**WHAT YOU NEED TO DO**
Your task is to repeat the data exactly, every line of it.

**MATERIAL TO PROCESS**
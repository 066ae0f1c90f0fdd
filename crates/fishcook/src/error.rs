//! # Game Error Types
//!
//! All errors that can occur outside the restocking engine: roster and
//! deck rules, config loading, plus wrapped market errors.

use std::io;
use std::path::PathBuf;

use fishcook_market::MarketError;
use thiserror::Error;

/// Errors that can occur while setting up or running a game.
#[derive(Error, Debug)]
pub enum GameError {
    /// Every seat is taken.
    #[error("roster full: capacity {capacity}")]
    RosterFull {
        /// Seats at the table.
        capacity: usize,
    },

    /// A session was requested with too few or too many players.
    #[error("player count {count} outside {min}..={max}")]
    InvalidPlayerCount {
        /// Requested count.
        count: usize,
        /// Minimum allowed.
        min: usize,
        /// Maximum allowed.
        max: usize,
    },

    /// No player sits at this seat.
    #[error("no player at seat {0}")]
    UnknownPlayer(usize),

    /// A player tried to pay more than they hold.
    #[error("insufficient funds: need {required}, have {available}")]
    InsufficientFunds {
        /// Amount asked for.
        required: u32,
        /// Amount held.
        available: u32,
    },

    /// The recipe deck has no cards left.
    #[error("recipe deck exhausted")]
    DeckExhausted,

    /// A recipe listed an ingredient code outside `w y g r b p`.
    #[error("unknown ingredient code {0:?}")]
    UnknownIngredient(char),

    /// Config content is well-formed but breaks a game rule.
    #[error("invalid configuration: {0}")]
    InvalidConfig(String),

    /// Restocking failed.
    #[error(transparent)]
    Market(#[from] MarketError),

    /// A config file could not be read.
    #[error("failed to read {}: {source}", .path.display())]
    Io {
        /// File that failed.
        path: PathBuf,
        /// Underlying error.
        #[source]
        source: io::Error,
    },

    /// A config file is not valid TOML for its schema.
    #[error("failed to parse config: {0}")]
    Parse(#[from] toml::de::Error),
}

/// Result type for game operations.
pub type GameResult<T> = Result<T, GameError>;
//! # Game Session
//!
//! Owns the table: both markets, the dice that restock them, the roster
//! and the recipe deck.

use fishcook_market::{DieRoller, FarmersMarket, FishMarket, Market, SecureDice};
use rand::{Rng, SeedableRng};
use rand_chacha::ChaCha20Rng;
use tracing::info;

use crate::config::GameConfig;
use crate::constants::{MAX_PLAYERS, MIN_PLAYERS};
use crate::deck::RecipeDeck;
use crate::error::{GameError, GameResult};
use crate::players::{Player, PlayerRoster};
use crate::recipes::RecipeBook;

/// Number of market days played for `players` players.
#[must_use]
pub const fn days_for_players(players: usize) -> Option<usize> {
    match players {
        2 => Some(3),
        3 | 4 => Some(4),
        5 | 6 => Some(5),
        _ => None,
    }
}

/// A game in progress.
#[derive(Debug)]
pub struct GameSession<D: DieRoller = SecureDice> {
    dice: D,
    fish: FishMarket,
    farmers: FarmersMarket,
    roster: PlayerRoster,
    deck: RecipeDeck,
    days: usize,
}

impl<D: DieRoller> GameSession<D> {
    /// Starts a session, shuffling the deck from OS entropy.
    ///
    /// # Errors
    ///
    /// See [`GameSession::with_deck_rng`].
    pub fn new(book: &RecipeBook, player_count: usize, dice: D) -> GameResult<Self> {
        Self::with_deck_rng(book, player_count, dice, &mut ChaCha20Rng::from_entropy())
    }

    /// Starts a session: seats `player_count` players, shuffles the deck
    /// with `deck_rng` and stocks both markets.
    ///
    /// # Errors
    ///
    /// Returns [`GameError::InvalidPlayerCount`] outside
    /// `MIN_PLAYERS..=MAX_PLAYERS`, or [`GameError::Market`] if the fish
    /// market cannot be stocked.
    pub fn with_deck_rng<R: Rng + ?Sized>(
        book: &RecipeBook,
        player_count: usize,
        mut dice: D,
        deck_rng: &mut R,
    ) -> GameResult<Self> {
        let days = days_for_players(player_count).ok_or(GameError::InvalidPlayerCount {
            count: player_count,
            min: MIN_PLAYERS,
            max: MAX_PLAYERS,
        })?;

        let mut roster = PlayerRoster::new();
        for seat in 1..=player_count {
            roster.add(Player::new(format!("Player {seat}")))?;
        }

        let mut deck = RecipeDeck::from_book(book);
        deck.shuffle(deck_rng);

        let fish = FishMarket::stocked(&mut dice)?;
        let farmers = FarmersMarket::stocked(&mut dice);

        info!(
            players = player_count,
            days,
            recipes = deck.remaining(),
            "Game session started"
        );

        Ok(Self {
            dice,
            fish,
            farmers,
            roster,
            deck,
            days,
        })
    }

    /// Market days in this game.
    #[must_use]
    pub const fn days(&self) -> usize {
        self.days
    }

    /// Restocks the fish market.
    ///
    /// # Errors
    ///
    /// Returns [`GameError::Market`] if tier correction does not converge;
    /// the previous stock is kept.
    pub fn refill_fish_market(&mut self) -> GameResult<()> {
        self.fish.refill(&mut self.dice)?;
        info!(stocked = self.fish.inventory().revealed_count(), "Fish market refilled");
        Ok(())
    }

    /// Restocks the farmers market.
    pub fn refill_farmers_market(&mut self) {
        self.farmers.refill(&mut self.dice);
        info!(
            stocked = self.farmers.inventory().revealed_count(),
            "Farmers market refilled"
        );
    }

    /// The fish market.
    #[must_use]
    pub const fn fish_market(&self) -> &FishMarket {
        &self.fish
    }

    /// The farmers market.
    #[must_use]
    pub const fn farmers_market(&self) -> &FarmersMarket {
        &self.farmers
    }

    /// Deals the top recipe card to the player at `seat`.
    ///
    /// # Errors
    ///
    /// Returns [`GameError::UnknownPlayer`] for an empty seat (no card is
    /// dealt) or [`GameError::DeckExhausted`].
    pub fn deal_recipe(&mut self, seat: usize) -> GameResult<()> {
        let player = self
            .roster
            .get_mut(seat)
            .ok_or(GameError::UnknownPlayer(seat))?;
        let card = self.deck.deal()?;
        player.take_recipe(card);
        Ok(())
    }

    /// Seats another player.
    ///
    /// # Errors
    ///
    /// Returns [`GameError::RosterFull`] when every seat is taken.
    pub fn add_player(&mut self, name: impl Into<String>) -> GameResult<usize> {
        let seat = self.roster.add(Player::new(name))?;
        self.days = days_for_players(self.roster.len()).unwrap_or(self.days);
        Ok(seat)
    }

    /// The players.
    #[must_use]
    pub const fn roster(&self) -> &PlayerRoster {
        &self.roster
    }

    /// Mutable access to the players, for spending coins.
    pub fn roster_mut(&mut self) -> &mut PlayerRoster {
        &mut self.roster
    }

    /// The recipe deck.
    #[must_use]
    pub const fn deck(&self) -> &RecipeDeck {
        &self.deck
    }
}

impl GameSession<SecureDice> {
    /// Starts a session from config. A configured seed makes both the dice
    /// and the deck order reproducible.
    ///
    /// # Errors
    ///
    /// Returns config validation and recipe loading errors, or any error
    /// from [`GameSession::with_deck_rng`].
    pub fn from_config(config: &GameConfig) -> GameResult<Self> {
        config.validate()?;
        let book = config.recipe_book()?;
        Self::with_deck_rng(&book, config.players, config.dice(), &mut config.deck_rng())
    }
}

**RESULT BELOW**
repository 066ae0f1c90f0fdd
filename crates/fishcook/src/error.rs
//! # Game Error Types
//!
//! All errors that can occur outside the restocking engine: roster and
//! deck rules, config loading, plus wrapped market errors.

use std::io;
use std::path::PathBuf;

use fishcook_market::MarketError;
use thiserror::Error;

/// Errors that can occur while setting up or running a game.
#[derive(Error, Debug)]
pub enum GameError {
    /// Every seat is taken.
    #[error("roster full: capacity {capacity}")]
    RosterFull {
        /// Seats at the table.
        capacity: usize,
    },

    /// A session was requested with too few or too many players.
    #[error("player count {count} outside {min}..={max}")]
    InvalidPlayerCount {
        /// Requested count.
        count: usize,
        /// Minimum allowed.
        min: usize,
        /// Maximum allowed.
        max: usize,
    },

    /// No player sits at this seat.
    #[error("no player at seat {0}")]
    UnknownPlayer(usize),

    /// A player tried to pay more than they hold.
    #[error("insufficient funds: need {required}, have {available}")]
    InsufficientFunds {
        /// Amount asked for.
        required: u32,
        /// Amount held.
        available: u32,
    },

    /// The recipe deck has no cards left.
    #[error("recipe deck exhausted")]
    DeckExhausted,

    /// A recipe listed an ingredient code outside `w y g r b p`.
    #[error("unknown ingredient code {0:?}")]
    UnknownIngredient(char),

    /// Config content is well-formed but breaks a game rule.
    #[error("invalid configuration: {0}")]
    InvalidConfig(String),

    /// Restocking failed.
    #[error(transparent)]
    Market(#[from] MarketError),

    /// A config file could not be read.
    #[error("failed to read {}: {source}", .path.display())]
    Io {
        /// File that failed.
        path: PathBuf,
        /// Underlying error.
        #[source]
        source: io::Error,
    },

    /// A config file is not valid TOML for its schema.
    #[error("failed to parse config: {0}")]
    Parse(#[from] toml::de::Error),
}

/// Result type for game operations.
pub type GameResult<T> = Result<T, GameError>;
//! # Game Session
//!
//! Owns the table: both markets, the dice that restock them, the roster
//! and the recipe deck.

use fishcook_market::{DieRoller, FarmersMarket, FishMarket, Market, SecureDice};
use rand::{Rng, SeedableRng};
use rand_chacha::ChaCha20Rng;
use tracing::info;

use crate::config::GameConfig;
use crate::constants::{MAX_PLAYERS, MIN_PLAYERS};
use crate::deck::RecipeDeck;
use crate::error::{GameError, GameResult};
use crate::players::{Player, PlayerRoster};
use crate::recipes::RecipeBook;

/// Number of market days played for `players` players.
#[must_use]
pub const fn days_for_players(players: usize) -> Option<usize> {
    match players {
        2 => Some(3),
        3 | 4 => Some(4),
        5 | 6 => Some(5),
        _ => None,
    }
}

/// A game in progress.
#[derive(Debug)]
pub struct GameSession<D: DieRoller = SecureDice> {
    dice: D,
    fish: FishMarket,
    farmers: FarmersMarket,
    roster: PlayerRoster,
    deck: RecipeDeck,
    days: usize,
}

impl<D: DieRoller> GameSession<D> {
    /// Starts a session, shuffling the deck from OS entropy.
    ///
    /// # Errors
    ///
    /// See [`GameSession::with_deck_rng`].
    pub fn new(book: &RecipeBook, player_count: usize, dice: D) -> GameResult<Self> {
        Self::with_deck_rng(book, player_count, dice, &mut ChaCha20Rng::from_entropy())
    }

    /// Starts a session: seats `player_count` players, shuffles the deck
    /// with `deck_rng` and stocks both markets.
    ///
    /// # Errors
    ///
    /// Returns [`GameError::InvalidPlayerCount`] outside
    /// `MIN_PLAYERS..=MAX_PLAYERS`, or [`GameError::Market`] if the fish
    /// market cannot be stocked.
    pub fn with_deck_rng<R: Rng + ?Sized>(
        book: &RecipeBook,
        player_count: usize,
        mut dice: D,
        deck_rng: &mut R,
    ) -> GameResult<Self> {
        let days = days_for_players(player_count).ok_or(GameError::InvalidPlayerCount {
            count: player_count,
            min: MIN_PLAYERS,
            max: MAX_PLAYERS,
        })?;

        let mut roster = PlayerRoster::new();
        for seat in 1..=player_count {
            roster.add(Player::new(format!("Player {seat}")))?;
        }

        let mut deck = RecipeDeck::from_book(book);
        deck.shuffle(deck_rng);

        let fish = FishMarket::stocked(&mut dice)?;
        let farmers = FarmersMarket::stocked(&mut dice);

        info!(
            players = player_count,
            days,
            recipes = deck.remaining(),
            "Game session started"
        );

        Ok(Self {
            dice,
            fish,
            farmers,
            roster,
            deck,
            days,
        })
    }

    /// Market days in this game.
    #[must_use]
    pub const fn days(&self) -> usize {
        self.days
    }

    /// Restocks the fish market.
    ///
    /// # Errors
    ///
    /// Returns [`GameError::Market`] if tier correction does not converge;
    /// the previous stock is kept.
    pub fn refill_fish_market(&mut self) -> GameResult<()> {
        self.fish.refill(&mut self.dice)?;
        info!(stocked = self.fish.inventory().revealed_count(), "Fish market refilled");
        Ok(())
    }

    /// Restocks the farmers market.
    pub fn refill_farmers_market(&mut self) {
        self.farmers.refill(&mut self.dice);
        info!(
            stocked = self.farmers.inventory().revealed_count(),
            "Farmers market refilled"
        );
    }

    /// The fish market.
    #[must_use]
    pub const fn fish_market(&self) -> &FishMarket {
        &self.fish
    }

    /// The farmers market.
    #[must_use]
    pub const fn farmers_market(&self) -> &FarmersMarket {
        &self.farmers
    }

    /// Deals the top recipe card to the player at `seat`.
    ///
    /// # Errors
    ///
    /// Returns [`GameError::UnknownPlayer`] for an empty seat (no card is
    /// dealt) or [`GameError::DeckExhausted`].
    pub fn deal_recipe(&mut self, seat: usize) -> GameResult<()> {
        let player = self
            .roster
            .get_mut(seat)
            .ok_or(GameError::UnknownPlayer(seat))?;
        let card = self.deck.deal()?;
        player.take_recipe(card);
        Ok(())
    }

    /// Seats another player.
    ///
    /// # Errors
    ///
    /// Returns [`GameError::RosterFull`] when every seat is taken.
    pub fn add_player(&mut self, name: impl Into<String>) -> GameResult<usize> {
        let seat = self.roster.add(Player::new(name))?;
        self.days = days_for_players(self.roster.len()).unwrap_or(self.days);
        Ok(seat)
    }

    /// The players.
    #[must_use]
    pub const fn roster(&self) -> &PlayerRoster {
        &self.roster
    }

    /// Mutable access to the players, for spending coins.
    pub fn roster_mut(&mut self) -> &mut PlayerRoster {
        &mut self.roster
    }

    /// The recipe deck.
    #[must_use]
    pub const fn deck(&self) -> &RecipeDeck {
        &self.deck
    }
}

impl GameSession<SecureDice> {
    /// Starts a session from config. A configured seed makes both the dice
    /// and the deck order reproducible.
    ///
    /// # Errors
    ///
    /// Returns config validation and recipe loading errors, or any error
    /// from [`GameSession::with_deck_rng`].
    pub fn from_config(config: &GameConfig) -> GameResult<Self> {
        config.validate()?;
        let book = config.recipe_book()?;
        Self::with_deck_rng(&book, config.players, config.dice(), &mut config.deck_rng())
    }
}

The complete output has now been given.